Golder arqueó todo el cuerpo en una impetuosa y vana inspiración. No, el aire no pasaba. Un peso invisible parecía aplastarle el pecho. Apartó la manta, la sábana, se abrió el camisón, jadeó. «Pero ¿qué es esto? ¿Qué me pasa?» La oscuridad, densa, negra, impenetrable, le pesaba como una losa. Sí, eso lo ahogaba… Hizo un movimiento para encender la luz, pero las manos le temblaban, palpaban torpemente el tabique buscando en vano la lamparita empotrada en la cabecera de la cama. Irritado, suspiró, lanzó un gemido… El dolor del hombro, sordo y profundo, era cada vez más lancinante… todavía solapado, se diría, apenas despierto, agazapado en algún lugar de su interior, en lo más profundo de su cuerpo, en las raíces mismas de su ser, el corazón… esperando sólo un esfuerzo, un pequeño movimiento, para estallar. Poco a poco, como a disgusto, bajó el brazo. Esperar… no moverse, sobre todo no pensar. Respiraba cada vez más fuerte y deprisa. El aire entraba en sus pulmones con un ruido grotesco, como el siseo del vapor que escapa de una caldera, y cuando salía, el pecho entero gemía, se llenaba de un silbido ronco y entrecortado como un estertor, como un quejido.
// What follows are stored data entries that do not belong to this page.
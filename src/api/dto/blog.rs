//! Responses for the placeholder blog and comment endpoints.

use serde::Serialize;

/// Plain acknowledgement message.
#[derive(Debug, Serialize)]
pub struct MessageResponse {
    pub message: String,
}

/// Message for publicly readable routes, with the caller's uid when a valid
/// credential was presented.
#[derive(Debug, Serialize)]
pub struct ViewerMessageResponse {
    pub message: String,
    pub viewer: Option<String>,
}
//! Client address extraction for per-client rate limiting.

use axum::extract::ConnectInfo;
use axum::http::{Extensions, HeaderMap};
use std::net::{IpAddr, SocketAddr};

/// Where the client's address is read from.
#[derive(Debug, Clone, Copy, PartialEq, Eq, Default)]
pub enum ClientIpSource {
    /// Socket peer address from `ConnectInfo`.
    #[default]
    PeerAddr,
    /// `X-Forwarded-For` (first hop), then `X-Real-IP`, then the peer address.
    /// Only safe behind a trusted reverse proxy that overwrites these headers.
    ProxyHeaders,
}

impl ClientIpSource {
    pub fn from_behind_proxy(behind_proxy: bool) -> Self {
        if behind_proxy {
            Self::ProxyHeaders
        } else {
            Self::PeerAddr
        }
    }

    /// Resolves the client address for a request, if one can be determined.
    pub fn resolve(self, headers: &HeaderMap, extensions: &Extensions) -> Option<IpAddr> {
        if self == Self::ProxyHeaders {
            if let Some(ip) = forwarded_for(headers).or_else(|| real_ip(headers)) {
                return Some(ip);
            }
        }

        extensions
            .get::<ConnectInfo<SocketAddr>>()
            .map(|ConnectInfo(addr)| addr.ip())
    }
}

fn forwarded_for(headers: &HeaderMap) -> Option<IpAddr> {
    headers
        .get("x-forwarded-for")?
        .to_str()
        .ok()?
        .split(',')
        .next()
        .and_then(|s| s.trim().parse().ok())
}

fn real_ip(headers: &HeaderMap) -> Option<IpAddr> {
    headers.get("x-real-ip")?.to_str().ok()?.trim().parse().ok()
}

#[cfg(test)]
mod tests {
    use super::*;
    use axum::http::HeaderValue;

    fn peer(addr: &str) -> Extensions {
        let mut ext = Extensions::new();
        ext.insert(ConnectInfo(addr.parse::<SocketAddr>().unwrap()));
        ext
    }

    #[test]
    fn test_peer_addr_ignores_forwarding_headers() {
        let mut headers = HeaderMap::new();
        headers.insert("x-forwarded-for", HeaderValue::from_static("203.0.113.7"));

        let ip = ClientIpSource::PeerAddr.resolve(&headers, &peer("10.0.0.1:5555"));

        assert_eq!(ip, Some("10.0.0.1".parse().unwrap()));
    }

    #[test]
    fn test_proxy_headers_prefers_first_forwarded_hop() {
        let mut headers = HeaderMap::new();
        headers.insert(
            "x-forwarded-for",
            HeaderValue::from_static("203.0.113.7, 10.0.0.2"),
        );
        headers.insert("x-real-ip", HeaderValue::from_static("198.51.100.1"));

        let ip = ClientIpSource::ProxyHeaders.resolve(&headers, &peer("10.0.0.1:5555"));

        assert_eq!(ip, Some("203.0.113.7".parse().unwrap()));
    }

    #[test]
    fn test_proxy_headers_falls_back_to_real_ip_then_peer() {
        let mut headers = HeaderMap::new();
        headers.insert("x-real-ip", HeaderValue::from_static("198.51.100.1"));
        let ip = ClientIpSource::ProxyHeaders.resolve(&headers, &peer("10.0.0.1:5555"));
        assert_eq!(ip, Some("198.51.100.1".parse().unwrap()));

        let ip = ClientIpSource::ProxyHeaders.resolve(&HeaderMap::new(), &peer("10.0.0.1:5555"));
        assert_eq!(ip, Some("10.0.0.1".parse().unwrap()));
    }

    #[test]
    fn test_garbage_forwarded_header_is_ignored() {
        let mut headers = HeaderMap::new();
        headers.insert("x-forwarded-for", HeaderValue::from_static("not-an-ip"));

        let ip = ClientIpSource::ProxyHeaders.resolve(&headers, &peer("[::1]:80"));

        assert_eq!(ip, Some("::1".parse().unwrap()));
    }

    #[test]
    fn test_no_source_available() {
        assert_eq!(
            ClientIpSource::PeerAddr.resolve(&HeaderMap::new(), &Extensions::new()),
            None
        );
    }
}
Aquella densa tiniebla penetraba en su garganta con una presión blanda pero insistente, como si le metieran tierra en la boca, como al otro… al muerto… Marcus… Y de pronto, cuando al fin pensó en Marcus, cuando se dejó invadir por la imagen, por el recuerdo de la muerte, del cementerio, de la arcilla amarillenta empapada por la lluvia, con las raíces largas como serpientes enterradas en el fondo de la fosa, sintió una necesidad tan apremiante, un ansia tan desesperada de luz, de ver los objetos cotidianos y familiares que lo rodeaban -la ropa colgada, balanceándose detrás de la puerta, los periódicos en la mesita, la botella de agua mineral- que se olvidó de todo. Extendió el brazo de golpe y, como una cuchillada, como una bala, un dolor fulminante, agudo y profundo a la vez, le atravesó el pecho y pareció hundirse, penetrar en el corazón.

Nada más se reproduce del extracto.